When the string "anyhow" is part of a line in the data below, report the whole line.

<<<<

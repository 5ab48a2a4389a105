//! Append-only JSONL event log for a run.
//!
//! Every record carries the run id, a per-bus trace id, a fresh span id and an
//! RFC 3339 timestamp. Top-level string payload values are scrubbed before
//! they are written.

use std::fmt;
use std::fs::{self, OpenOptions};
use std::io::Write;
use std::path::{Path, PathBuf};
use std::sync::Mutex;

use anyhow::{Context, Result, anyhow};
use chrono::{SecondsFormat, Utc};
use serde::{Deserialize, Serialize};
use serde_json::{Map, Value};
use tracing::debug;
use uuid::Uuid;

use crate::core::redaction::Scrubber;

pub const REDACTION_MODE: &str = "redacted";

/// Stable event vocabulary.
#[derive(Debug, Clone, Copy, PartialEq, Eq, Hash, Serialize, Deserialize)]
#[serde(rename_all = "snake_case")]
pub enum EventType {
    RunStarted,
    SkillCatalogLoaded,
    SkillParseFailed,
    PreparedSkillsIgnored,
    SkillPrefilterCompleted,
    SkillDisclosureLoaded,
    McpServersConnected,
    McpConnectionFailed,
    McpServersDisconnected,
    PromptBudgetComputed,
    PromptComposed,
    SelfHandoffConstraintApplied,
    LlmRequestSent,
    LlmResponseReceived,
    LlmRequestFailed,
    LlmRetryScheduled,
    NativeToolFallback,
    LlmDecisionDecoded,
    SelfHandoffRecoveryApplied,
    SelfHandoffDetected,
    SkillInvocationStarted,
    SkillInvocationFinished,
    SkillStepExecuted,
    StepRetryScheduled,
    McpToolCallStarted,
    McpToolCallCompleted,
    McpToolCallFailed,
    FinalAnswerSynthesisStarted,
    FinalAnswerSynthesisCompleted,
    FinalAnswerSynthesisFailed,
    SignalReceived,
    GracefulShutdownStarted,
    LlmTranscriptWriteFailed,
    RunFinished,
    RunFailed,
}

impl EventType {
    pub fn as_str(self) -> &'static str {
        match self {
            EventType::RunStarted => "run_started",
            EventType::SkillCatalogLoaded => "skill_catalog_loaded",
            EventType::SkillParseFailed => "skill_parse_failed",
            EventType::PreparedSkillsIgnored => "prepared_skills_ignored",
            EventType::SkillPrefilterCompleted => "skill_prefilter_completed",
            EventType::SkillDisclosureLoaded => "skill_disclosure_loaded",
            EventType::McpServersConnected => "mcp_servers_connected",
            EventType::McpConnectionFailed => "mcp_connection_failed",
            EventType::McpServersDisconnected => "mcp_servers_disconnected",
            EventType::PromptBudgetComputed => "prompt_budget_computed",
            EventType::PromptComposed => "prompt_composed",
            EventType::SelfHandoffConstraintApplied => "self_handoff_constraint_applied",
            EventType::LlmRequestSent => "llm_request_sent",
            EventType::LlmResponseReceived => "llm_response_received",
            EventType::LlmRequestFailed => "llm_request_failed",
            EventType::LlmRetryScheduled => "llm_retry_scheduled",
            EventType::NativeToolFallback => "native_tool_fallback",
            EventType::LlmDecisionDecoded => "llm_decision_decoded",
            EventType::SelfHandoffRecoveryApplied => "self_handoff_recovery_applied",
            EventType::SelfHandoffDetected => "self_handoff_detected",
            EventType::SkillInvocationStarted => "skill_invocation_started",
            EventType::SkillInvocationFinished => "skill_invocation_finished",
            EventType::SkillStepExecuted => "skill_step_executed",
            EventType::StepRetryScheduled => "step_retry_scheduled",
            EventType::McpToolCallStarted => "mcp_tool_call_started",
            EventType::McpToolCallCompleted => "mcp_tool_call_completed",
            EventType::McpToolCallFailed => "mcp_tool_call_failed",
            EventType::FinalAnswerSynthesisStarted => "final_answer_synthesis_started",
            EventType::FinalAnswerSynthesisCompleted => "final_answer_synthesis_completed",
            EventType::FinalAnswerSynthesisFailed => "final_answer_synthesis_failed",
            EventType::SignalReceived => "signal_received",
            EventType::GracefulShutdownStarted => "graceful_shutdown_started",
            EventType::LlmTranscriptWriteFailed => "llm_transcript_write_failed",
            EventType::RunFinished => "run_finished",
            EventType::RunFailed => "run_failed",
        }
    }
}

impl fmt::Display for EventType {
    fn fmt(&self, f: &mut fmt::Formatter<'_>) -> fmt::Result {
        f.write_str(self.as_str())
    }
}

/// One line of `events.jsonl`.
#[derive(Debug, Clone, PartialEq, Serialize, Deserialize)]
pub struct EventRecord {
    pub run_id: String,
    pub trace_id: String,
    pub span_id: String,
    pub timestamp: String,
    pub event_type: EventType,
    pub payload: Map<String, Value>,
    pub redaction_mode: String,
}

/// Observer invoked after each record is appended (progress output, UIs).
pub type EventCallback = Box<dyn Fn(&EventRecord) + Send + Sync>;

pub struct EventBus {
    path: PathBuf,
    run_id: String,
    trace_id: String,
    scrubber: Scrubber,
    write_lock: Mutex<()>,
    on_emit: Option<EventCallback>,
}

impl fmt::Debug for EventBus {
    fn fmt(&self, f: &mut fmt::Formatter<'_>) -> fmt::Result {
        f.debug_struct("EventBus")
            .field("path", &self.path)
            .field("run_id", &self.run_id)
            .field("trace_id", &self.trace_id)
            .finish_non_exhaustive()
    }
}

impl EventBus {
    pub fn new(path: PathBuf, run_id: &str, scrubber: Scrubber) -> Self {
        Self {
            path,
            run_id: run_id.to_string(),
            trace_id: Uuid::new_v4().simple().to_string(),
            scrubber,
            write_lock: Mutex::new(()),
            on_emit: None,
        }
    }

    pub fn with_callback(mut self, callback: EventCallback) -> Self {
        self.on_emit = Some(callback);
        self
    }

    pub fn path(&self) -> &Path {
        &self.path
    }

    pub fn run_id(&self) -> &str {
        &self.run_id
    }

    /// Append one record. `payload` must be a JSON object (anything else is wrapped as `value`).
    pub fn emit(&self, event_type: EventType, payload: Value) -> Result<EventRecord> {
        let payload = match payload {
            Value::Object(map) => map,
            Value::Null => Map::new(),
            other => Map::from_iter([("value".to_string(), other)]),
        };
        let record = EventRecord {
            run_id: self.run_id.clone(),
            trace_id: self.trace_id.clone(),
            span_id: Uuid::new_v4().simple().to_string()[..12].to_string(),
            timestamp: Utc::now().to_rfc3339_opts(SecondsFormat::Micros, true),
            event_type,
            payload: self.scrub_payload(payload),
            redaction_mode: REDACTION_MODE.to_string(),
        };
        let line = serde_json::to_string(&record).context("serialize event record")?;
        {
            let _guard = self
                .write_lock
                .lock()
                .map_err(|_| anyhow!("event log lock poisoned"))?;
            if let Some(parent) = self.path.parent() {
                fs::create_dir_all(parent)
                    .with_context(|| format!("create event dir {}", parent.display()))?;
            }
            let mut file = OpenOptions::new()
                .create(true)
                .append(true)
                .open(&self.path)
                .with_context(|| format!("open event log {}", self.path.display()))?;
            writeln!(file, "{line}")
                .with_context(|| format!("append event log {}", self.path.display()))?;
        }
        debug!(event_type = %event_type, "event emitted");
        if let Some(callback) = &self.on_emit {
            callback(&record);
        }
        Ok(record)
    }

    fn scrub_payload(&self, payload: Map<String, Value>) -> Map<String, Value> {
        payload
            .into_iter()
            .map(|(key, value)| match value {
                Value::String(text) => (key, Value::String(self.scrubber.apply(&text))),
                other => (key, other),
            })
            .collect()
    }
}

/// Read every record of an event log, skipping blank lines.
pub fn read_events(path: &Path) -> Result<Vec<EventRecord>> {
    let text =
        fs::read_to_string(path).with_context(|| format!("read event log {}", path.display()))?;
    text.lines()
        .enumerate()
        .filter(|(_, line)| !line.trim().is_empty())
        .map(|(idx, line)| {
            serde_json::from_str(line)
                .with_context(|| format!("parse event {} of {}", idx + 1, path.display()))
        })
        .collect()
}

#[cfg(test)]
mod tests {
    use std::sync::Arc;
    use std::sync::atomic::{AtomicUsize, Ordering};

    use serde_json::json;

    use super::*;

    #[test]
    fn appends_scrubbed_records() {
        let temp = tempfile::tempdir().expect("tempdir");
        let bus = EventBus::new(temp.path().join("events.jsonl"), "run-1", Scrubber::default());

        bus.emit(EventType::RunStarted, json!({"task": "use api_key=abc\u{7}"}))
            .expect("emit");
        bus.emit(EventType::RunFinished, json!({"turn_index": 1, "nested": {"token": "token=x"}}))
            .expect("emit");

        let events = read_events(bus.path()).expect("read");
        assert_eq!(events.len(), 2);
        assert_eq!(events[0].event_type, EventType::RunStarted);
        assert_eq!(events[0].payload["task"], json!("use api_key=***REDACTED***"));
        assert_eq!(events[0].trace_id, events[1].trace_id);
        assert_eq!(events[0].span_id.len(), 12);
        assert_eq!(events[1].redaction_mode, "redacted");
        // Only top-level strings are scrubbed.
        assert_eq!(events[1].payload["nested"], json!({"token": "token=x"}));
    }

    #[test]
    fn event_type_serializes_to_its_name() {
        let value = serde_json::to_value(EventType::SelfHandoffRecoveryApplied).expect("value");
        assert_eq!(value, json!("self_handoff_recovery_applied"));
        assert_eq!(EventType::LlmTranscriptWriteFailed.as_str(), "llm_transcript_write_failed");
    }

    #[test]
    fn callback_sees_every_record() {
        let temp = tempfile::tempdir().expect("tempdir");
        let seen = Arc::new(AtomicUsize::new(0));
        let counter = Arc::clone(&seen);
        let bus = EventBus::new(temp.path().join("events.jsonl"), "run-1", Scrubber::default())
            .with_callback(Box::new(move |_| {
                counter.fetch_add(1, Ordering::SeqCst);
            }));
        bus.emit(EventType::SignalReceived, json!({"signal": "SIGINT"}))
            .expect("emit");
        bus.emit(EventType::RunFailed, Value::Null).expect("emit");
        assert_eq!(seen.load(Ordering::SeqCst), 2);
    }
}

>>>>
<<<<

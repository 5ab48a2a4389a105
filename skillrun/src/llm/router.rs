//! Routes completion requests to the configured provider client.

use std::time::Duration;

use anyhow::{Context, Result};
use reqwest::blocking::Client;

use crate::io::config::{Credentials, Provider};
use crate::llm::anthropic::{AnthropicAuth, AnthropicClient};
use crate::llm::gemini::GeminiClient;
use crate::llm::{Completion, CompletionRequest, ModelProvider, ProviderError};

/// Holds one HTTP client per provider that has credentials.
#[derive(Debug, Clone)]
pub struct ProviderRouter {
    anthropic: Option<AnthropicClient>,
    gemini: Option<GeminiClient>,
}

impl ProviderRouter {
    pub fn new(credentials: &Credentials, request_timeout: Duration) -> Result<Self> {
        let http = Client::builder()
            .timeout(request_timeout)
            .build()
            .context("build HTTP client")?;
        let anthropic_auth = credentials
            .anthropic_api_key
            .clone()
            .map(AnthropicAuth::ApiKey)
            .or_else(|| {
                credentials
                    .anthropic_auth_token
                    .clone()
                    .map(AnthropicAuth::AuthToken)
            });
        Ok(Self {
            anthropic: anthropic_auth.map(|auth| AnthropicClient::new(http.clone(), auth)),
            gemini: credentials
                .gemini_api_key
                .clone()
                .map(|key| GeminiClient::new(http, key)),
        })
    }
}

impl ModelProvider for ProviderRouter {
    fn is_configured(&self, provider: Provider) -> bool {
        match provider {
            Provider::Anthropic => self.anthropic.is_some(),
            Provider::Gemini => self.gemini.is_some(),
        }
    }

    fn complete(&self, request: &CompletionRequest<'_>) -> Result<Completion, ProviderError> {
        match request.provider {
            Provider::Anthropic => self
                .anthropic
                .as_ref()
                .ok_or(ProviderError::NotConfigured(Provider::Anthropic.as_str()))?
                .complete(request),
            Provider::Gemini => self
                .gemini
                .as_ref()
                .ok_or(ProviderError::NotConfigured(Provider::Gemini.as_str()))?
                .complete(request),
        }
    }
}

>>>>

* _SOLVED PROBLEM_
use anyhow::{Context, Result, anyhow};
                .map_err(|_| anyhow!("event log lock poisoned"))?;
use anyhow::{Context, Result};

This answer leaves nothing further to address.